----- DATA FOR PROCESSING
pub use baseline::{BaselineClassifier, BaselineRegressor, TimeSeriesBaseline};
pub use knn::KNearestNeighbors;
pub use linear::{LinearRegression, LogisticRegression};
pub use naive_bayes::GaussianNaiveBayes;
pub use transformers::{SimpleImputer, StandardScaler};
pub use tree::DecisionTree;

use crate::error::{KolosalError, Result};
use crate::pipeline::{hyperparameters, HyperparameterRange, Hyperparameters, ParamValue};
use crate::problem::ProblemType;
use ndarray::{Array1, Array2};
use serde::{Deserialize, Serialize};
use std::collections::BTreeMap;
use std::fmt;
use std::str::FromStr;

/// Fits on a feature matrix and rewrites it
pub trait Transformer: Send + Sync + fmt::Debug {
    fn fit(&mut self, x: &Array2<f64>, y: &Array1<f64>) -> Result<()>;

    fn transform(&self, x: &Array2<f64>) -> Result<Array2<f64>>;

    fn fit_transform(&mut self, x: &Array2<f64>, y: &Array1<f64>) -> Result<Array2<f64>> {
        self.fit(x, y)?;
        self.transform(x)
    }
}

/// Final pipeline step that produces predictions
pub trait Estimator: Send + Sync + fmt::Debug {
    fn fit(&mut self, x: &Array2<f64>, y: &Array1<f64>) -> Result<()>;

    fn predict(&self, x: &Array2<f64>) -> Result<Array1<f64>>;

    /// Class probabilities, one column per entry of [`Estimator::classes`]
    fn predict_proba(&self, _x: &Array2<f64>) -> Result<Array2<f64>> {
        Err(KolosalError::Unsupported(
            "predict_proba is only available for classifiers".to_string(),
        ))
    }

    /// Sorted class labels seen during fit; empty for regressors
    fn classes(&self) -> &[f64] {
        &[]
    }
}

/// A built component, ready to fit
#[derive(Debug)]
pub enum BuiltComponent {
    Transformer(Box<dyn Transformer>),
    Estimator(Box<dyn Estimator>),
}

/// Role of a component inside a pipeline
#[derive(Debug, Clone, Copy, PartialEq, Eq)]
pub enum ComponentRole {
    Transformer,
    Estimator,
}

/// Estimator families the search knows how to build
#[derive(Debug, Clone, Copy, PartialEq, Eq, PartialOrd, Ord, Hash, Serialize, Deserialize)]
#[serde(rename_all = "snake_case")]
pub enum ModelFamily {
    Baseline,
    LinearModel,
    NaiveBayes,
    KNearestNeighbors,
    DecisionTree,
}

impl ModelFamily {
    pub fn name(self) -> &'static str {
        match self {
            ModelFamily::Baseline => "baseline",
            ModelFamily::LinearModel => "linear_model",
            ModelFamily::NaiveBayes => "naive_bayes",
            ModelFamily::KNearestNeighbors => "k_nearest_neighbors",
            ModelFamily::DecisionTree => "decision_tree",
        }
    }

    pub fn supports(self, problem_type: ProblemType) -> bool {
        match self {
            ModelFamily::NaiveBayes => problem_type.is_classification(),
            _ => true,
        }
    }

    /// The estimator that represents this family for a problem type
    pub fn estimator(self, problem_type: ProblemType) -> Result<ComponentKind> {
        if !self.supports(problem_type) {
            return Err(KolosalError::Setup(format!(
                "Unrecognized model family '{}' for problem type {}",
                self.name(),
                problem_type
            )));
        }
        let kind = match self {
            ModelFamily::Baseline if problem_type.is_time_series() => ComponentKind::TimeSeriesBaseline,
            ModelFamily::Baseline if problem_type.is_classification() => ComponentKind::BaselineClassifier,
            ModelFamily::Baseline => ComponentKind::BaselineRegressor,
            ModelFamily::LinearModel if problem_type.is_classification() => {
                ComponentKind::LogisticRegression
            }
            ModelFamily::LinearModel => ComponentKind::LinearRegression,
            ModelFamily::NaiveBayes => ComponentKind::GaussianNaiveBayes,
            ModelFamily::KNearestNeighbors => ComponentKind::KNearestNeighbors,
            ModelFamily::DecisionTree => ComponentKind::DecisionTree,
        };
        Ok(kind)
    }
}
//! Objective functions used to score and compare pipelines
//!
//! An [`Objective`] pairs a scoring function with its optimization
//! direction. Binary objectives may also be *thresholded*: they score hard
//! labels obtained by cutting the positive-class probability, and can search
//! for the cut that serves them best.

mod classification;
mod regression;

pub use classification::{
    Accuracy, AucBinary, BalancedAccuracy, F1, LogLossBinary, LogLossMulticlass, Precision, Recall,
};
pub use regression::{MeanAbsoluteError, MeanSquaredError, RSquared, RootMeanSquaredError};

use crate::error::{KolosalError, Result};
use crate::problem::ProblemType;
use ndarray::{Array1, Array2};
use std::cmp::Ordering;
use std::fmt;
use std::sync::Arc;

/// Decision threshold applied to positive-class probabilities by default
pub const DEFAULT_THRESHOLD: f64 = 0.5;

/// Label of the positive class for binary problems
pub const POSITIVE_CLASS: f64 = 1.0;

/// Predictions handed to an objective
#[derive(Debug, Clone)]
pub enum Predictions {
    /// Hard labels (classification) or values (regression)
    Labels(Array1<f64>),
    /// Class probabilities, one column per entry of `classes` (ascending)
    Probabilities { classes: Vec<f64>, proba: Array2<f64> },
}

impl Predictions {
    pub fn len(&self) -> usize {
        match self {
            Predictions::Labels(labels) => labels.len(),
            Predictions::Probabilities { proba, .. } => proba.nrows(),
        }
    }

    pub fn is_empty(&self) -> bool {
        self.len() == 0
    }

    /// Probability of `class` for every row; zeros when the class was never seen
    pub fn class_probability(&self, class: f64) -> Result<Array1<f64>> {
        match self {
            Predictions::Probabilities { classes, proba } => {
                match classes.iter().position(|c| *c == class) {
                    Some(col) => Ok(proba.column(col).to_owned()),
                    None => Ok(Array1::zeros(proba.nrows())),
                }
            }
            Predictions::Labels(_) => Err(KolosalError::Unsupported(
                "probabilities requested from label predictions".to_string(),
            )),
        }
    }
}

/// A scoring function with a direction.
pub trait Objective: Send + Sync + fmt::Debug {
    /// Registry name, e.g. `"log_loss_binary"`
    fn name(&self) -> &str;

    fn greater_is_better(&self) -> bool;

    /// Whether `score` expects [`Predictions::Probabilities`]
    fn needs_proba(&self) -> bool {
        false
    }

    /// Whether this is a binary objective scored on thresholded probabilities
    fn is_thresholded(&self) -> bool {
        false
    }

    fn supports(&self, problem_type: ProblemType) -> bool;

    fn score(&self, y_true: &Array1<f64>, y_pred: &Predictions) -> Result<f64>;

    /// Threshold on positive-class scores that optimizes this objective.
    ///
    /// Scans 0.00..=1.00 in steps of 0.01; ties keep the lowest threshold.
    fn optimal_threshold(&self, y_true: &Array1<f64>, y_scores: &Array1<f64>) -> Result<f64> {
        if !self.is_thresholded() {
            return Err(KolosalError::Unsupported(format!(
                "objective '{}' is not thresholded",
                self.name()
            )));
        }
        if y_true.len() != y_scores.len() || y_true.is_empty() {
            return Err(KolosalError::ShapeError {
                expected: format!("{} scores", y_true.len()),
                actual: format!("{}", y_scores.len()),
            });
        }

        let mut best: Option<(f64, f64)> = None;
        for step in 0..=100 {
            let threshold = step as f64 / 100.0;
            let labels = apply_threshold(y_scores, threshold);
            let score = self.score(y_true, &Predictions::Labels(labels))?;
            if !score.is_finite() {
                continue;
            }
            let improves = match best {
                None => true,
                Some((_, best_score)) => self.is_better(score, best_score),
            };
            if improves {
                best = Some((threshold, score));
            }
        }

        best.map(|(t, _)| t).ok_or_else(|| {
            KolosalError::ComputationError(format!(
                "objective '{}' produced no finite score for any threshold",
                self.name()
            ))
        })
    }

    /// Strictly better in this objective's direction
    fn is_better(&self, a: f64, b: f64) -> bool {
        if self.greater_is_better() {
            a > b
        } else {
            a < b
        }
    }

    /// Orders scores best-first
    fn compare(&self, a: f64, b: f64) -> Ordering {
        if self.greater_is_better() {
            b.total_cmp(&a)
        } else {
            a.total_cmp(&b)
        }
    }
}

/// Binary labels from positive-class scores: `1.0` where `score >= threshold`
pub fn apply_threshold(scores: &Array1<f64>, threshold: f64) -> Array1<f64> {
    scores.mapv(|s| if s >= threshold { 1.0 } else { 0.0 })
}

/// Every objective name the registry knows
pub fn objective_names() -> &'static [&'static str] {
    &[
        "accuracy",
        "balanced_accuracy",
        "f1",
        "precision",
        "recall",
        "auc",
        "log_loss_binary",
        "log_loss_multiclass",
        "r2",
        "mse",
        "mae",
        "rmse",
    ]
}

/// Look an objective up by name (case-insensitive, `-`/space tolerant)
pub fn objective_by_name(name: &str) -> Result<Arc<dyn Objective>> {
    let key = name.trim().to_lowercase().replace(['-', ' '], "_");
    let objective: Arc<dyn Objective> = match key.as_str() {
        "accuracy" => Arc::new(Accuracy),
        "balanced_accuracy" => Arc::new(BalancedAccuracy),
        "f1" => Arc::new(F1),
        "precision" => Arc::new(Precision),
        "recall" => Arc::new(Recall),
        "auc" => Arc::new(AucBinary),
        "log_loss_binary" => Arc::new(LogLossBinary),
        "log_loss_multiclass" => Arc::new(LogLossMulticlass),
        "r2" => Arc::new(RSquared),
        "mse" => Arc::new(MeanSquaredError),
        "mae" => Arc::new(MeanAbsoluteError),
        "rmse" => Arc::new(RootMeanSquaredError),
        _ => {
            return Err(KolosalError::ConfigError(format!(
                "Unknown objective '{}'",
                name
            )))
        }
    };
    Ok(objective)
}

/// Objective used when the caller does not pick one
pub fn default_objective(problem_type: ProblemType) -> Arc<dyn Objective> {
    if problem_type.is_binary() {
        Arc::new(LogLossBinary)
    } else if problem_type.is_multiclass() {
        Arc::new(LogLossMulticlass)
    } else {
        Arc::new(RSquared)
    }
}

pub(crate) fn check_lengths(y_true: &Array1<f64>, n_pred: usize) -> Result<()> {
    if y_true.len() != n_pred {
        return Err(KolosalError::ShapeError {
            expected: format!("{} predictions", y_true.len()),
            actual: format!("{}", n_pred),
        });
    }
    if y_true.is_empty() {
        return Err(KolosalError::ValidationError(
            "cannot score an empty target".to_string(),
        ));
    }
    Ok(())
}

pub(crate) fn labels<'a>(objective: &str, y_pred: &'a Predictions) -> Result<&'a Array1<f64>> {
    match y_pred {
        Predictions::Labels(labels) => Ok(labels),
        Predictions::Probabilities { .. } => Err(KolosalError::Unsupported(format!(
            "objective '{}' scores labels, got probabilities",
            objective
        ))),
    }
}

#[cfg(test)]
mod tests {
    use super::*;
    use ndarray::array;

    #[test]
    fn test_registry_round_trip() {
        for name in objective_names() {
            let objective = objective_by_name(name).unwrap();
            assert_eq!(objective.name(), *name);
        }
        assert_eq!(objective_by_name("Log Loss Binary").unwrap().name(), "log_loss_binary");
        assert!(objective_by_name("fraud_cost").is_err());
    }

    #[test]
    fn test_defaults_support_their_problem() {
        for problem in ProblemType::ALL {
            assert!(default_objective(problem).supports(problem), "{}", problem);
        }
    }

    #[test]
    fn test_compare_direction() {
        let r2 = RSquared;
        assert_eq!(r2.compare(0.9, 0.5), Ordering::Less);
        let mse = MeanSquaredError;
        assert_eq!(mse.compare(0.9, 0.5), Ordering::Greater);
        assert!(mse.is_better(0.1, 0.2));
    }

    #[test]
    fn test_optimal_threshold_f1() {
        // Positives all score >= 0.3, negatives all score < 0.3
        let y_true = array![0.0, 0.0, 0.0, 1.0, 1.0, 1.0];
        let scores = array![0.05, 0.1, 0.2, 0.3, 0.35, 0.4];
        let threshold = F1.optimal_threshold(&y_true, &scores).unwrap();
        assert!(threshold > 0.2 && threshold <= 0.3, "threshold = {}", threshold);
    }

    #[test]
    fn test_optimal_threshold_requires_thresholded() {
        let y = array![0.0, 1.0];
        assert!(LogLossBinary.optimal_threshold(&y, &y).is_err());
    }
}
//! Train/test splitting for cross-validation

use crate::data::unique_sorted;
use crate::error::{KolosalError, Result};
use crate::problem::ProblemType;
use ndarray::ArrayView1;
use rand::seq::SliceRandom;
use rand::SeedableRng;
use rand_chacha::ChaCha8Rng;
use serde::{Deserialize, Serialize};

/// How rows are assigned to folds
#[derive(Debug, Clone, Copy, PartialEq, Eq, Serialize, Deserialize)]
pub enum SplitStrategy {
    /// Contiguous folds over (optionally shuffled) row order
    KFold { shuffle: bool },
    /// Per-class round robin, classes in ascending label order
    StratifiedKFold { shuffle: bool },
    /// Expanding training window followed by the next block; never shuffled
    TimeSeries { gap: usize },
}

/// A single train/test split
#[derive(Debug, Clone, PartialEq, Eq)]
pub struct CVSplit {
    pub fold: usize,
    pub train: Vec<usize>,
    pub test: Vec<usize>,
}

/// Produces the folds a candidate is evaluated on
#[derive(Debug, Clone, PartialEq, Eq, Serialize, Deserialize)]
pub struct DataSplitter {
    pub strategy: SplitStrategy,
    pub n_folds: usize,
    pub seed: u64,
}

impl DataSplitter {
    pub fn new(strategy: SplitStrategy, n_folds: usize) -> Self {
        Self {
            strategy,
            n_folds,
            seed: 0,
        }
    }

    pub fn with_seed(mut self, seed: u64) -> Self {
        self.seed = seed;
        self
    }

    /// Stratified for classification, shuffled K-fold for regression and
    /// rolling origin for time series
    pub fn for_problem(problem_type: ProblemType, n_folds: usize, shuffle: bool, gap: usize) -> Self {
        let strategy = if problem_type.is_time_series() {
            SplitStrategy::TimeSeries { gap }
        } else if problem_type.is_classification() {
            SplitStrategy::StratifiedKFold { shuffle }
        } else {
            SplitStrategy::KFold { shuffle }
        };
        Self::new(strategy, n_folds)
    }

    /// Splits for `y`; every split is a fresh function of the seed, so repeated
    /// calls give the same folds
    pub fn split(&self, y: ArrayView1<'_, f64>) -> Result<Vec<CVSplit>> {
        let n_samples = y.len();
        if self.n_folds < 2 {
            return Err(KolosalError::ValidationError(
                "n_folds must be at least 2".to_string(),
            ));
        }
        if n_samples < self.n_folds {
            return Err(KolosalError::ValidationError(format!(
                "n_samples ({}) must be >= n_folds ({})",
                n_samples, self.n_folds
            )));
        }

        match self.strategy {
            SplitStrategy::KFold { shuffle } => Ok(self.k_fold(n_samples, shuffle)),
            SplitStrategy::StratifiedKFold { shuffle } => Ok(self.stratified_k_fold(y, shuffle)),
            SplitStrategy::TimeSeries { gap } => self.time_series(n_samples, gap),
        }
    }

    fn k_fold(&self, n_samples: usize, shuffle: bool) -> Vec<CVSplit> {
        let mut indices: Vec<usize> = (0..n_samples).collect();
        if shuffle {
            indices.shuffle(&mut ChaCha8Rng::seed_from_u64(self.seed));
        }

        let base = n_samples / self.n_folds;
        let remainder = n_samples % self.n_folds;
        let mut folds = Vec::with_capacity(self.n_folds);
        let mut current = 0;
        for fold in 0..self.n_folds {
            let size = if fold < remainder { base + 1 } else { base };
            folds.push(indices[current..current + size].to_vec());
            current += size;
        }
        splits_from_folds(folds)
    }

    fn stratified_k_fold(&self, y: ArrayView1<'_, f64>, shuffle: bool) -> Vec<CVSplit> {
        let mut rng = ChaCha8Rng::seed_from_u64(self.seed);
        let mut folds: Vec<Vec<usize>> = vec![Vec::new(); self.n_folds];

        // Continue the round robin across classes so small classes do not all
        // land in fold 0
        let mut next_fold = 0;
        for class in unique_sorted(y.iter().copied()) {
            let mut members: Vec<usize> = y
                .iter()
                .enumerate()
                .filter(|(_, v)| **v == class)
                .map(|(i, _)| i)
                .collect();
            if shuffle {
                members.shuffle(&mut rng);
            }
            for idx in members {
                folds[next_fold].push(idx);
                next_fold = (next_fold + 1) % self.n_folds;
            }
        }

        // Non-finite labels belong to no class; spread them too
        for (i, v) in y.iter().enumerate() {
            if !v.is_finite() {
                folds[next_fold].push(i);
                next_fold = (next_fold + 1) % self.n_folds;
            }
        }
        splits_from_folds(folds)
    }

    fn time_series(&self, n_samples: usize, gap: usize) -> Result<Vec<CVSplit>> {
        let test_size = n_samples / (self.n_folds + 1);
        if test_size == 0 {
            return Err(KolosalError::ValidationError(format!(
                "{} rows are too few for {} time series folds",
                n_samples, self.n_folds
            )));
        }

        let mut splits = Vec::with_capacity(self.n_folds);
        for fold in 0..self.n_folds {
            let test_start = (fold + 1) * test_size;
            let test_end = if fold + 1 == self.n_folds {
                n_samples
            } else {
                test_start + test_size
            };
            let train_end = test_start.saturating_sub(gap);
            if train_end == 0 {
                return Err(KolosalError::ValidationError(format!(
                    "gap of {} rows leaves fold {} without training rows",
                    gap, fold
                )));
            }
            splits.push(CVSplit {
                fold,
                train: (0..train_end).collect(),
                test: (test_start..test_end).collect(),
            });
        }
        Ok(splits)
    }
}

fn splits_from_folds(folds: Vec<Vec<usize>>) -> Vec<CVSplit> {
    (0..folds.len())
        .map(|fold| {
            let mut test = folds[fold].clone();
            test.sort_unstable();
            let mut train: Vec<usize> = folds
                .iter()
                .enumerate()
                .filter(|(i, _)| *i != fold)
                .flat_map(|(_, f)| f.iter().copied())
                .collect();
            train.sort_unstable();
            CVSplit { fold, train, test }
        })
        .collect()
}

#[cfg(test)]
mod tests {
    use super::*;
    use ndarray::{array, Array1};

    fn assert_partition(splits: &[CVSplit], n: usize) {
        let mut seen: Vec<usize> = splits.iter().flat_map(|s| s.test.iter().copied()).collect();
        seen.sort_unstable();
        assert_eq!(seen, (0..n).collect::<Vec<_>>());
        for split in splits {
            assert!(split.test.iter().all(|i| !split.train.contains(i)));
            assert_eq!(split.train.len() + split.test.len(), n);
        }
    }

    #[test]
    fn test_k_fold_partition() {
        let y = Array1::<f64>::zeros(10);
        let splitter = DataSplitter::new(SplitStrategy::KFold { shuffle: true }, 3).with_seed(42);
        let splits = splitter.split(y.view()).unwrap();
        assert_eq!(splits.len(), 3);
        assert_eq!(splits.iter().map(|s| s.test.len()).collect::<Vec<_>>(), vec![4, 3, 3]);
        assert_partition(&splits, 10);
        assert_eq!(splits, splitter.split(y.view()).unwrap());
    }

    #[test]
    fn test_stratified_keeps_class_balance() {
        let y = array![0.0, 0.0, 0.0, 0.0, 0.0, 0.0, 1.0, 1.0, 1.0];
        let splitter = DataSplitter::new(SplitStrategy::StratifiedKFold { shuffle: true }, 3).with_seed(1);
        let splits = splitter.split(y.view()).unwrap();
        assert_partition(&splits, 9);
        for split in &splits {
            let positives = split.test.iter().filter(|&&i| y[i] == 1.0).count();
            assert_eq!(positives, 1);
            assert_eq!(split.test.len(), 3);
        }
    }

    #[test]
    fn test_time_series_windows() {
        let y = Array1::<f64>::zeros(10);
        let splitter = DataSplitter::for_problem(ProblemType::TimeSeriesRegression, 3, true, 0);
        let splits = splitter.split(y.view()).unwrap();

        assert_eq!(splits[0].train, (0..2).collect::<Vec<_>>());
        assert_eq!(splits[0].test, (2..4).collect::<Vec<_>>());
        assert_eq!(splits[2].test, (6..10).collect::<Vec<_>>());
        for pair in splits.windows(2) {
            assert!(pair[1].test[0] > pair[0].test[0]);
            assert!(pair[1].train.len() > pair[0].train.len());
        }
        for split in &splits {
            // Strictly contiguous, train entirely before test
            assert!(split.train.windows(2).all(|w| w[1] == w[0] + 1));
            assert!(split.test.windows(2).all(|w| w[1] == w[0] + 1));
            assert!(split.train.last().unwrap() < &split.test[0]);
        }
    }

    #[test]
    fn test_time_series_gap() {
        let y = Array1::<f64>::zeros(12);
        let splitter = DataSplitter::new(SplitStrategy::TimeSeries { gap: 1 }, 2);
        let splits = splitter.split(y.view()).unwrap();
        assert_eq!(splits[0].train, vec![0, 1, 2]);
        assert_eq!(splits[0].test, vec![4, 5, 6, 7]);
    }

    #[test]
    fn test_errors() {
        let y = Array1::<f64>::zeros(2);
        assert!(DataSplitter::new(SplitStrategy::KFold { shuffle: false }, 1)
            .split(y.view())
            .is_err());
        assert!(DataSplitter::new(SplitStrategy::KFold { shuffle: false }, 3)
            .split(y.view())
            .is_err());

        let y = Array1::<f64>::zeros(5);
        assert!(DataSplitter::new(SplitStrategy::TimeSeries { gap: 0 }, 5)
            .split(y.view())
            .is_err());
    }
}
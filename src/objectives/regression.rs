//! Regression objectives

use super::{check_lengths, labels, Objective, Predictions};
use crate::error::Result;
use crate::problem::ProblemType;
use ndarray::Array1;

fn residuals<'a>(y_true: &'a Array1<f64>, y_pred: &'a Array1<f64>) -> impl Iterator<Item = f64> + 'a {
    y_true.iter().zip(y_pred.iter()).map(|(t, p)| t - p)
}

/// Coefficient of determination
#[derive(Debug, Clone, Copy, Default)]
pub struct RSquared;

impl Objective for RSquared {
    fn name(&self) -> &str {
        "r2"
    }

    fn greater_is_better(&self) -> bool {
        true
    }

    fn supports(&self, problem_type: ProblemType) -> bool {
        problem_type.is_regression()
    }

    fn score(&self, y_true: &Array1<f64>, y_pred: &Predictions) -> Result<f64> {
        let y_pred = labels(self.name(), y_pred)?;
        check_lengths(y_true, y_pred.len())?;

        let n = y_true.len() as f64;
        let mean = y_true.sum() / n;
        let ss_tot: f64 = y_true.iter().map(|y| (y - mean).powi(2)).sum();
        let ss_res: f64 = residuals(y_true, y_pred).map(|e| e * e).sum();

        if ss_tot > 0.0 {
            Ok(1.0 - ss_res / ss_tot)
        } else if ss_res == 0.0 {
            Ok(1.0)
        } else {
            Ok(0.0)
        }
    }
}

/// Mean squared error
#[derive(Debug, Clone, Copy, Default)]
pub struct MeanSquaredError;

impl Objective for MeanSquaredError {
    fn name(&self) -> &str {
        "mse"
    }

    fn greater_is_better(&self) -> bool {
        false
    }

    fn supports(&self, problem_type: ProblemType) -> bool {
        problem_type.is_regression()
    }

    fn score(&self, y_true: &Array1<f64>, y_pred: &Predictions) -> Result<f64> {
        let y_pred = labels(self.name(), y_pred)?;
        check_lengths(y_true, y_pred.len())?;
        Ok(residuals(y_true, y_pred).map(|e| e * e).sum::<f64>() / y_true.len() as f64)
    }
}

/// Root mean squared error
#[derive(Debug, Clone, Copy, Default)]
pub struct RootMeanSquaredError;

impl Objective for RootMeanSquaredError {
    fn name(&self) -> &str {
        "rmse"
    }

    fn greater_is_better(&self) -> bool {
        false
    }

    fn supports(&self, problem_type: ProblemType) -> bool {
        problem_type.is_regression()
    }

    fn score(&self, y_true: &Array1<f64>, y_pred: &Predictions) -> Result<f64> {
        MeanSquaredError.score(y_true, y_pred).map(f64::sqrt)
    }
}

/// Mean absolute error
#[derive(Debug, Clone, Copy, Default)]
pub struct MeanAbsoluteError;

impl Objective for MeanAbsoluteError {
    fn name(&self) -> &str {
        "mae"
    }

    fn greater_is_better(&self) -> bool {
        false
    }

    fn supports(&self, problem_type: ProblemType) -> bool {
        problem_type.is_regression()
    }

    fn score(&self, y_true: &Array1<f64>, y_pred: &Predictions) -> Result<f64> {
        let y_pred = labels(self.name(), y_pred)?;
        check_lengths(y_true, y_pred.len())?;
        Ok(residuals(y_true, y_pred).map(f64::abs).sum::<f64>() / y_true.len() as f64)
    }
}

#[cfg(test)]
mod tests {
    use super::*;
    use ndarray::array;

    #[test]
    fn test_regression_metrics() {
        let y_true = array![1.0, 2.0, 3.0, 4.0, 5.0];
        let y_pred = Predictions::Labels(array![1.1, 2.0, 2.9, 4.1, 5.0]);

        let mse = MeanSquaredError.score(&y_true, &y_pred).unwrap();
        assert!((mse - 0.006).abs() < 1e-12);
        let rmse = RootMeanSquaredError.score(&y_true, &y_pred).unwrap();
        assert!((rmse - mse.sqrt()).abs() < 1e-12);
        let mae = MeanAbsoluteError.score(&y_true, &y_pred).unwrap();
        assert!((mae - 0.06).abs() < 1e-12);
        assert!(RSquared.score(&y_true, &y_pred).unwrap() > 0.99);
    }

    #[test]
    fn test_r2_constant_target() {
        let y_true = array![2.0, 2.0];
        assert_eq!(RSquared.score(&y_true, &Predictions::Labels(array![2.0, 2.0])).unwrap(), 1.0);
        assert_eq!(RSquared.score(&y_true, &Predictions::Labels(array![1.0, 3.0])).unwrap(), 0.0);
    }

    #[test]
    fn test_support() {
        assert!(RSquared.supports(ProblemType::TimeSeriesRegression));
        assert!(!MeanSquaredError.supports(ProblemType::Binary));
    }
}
----------
## PROBLEM
Using the data above, copy each line that contains "them".

## TASK ANSWER
//! for the cut that serves them best.
        // Non-finite labels belong to no class; spread them too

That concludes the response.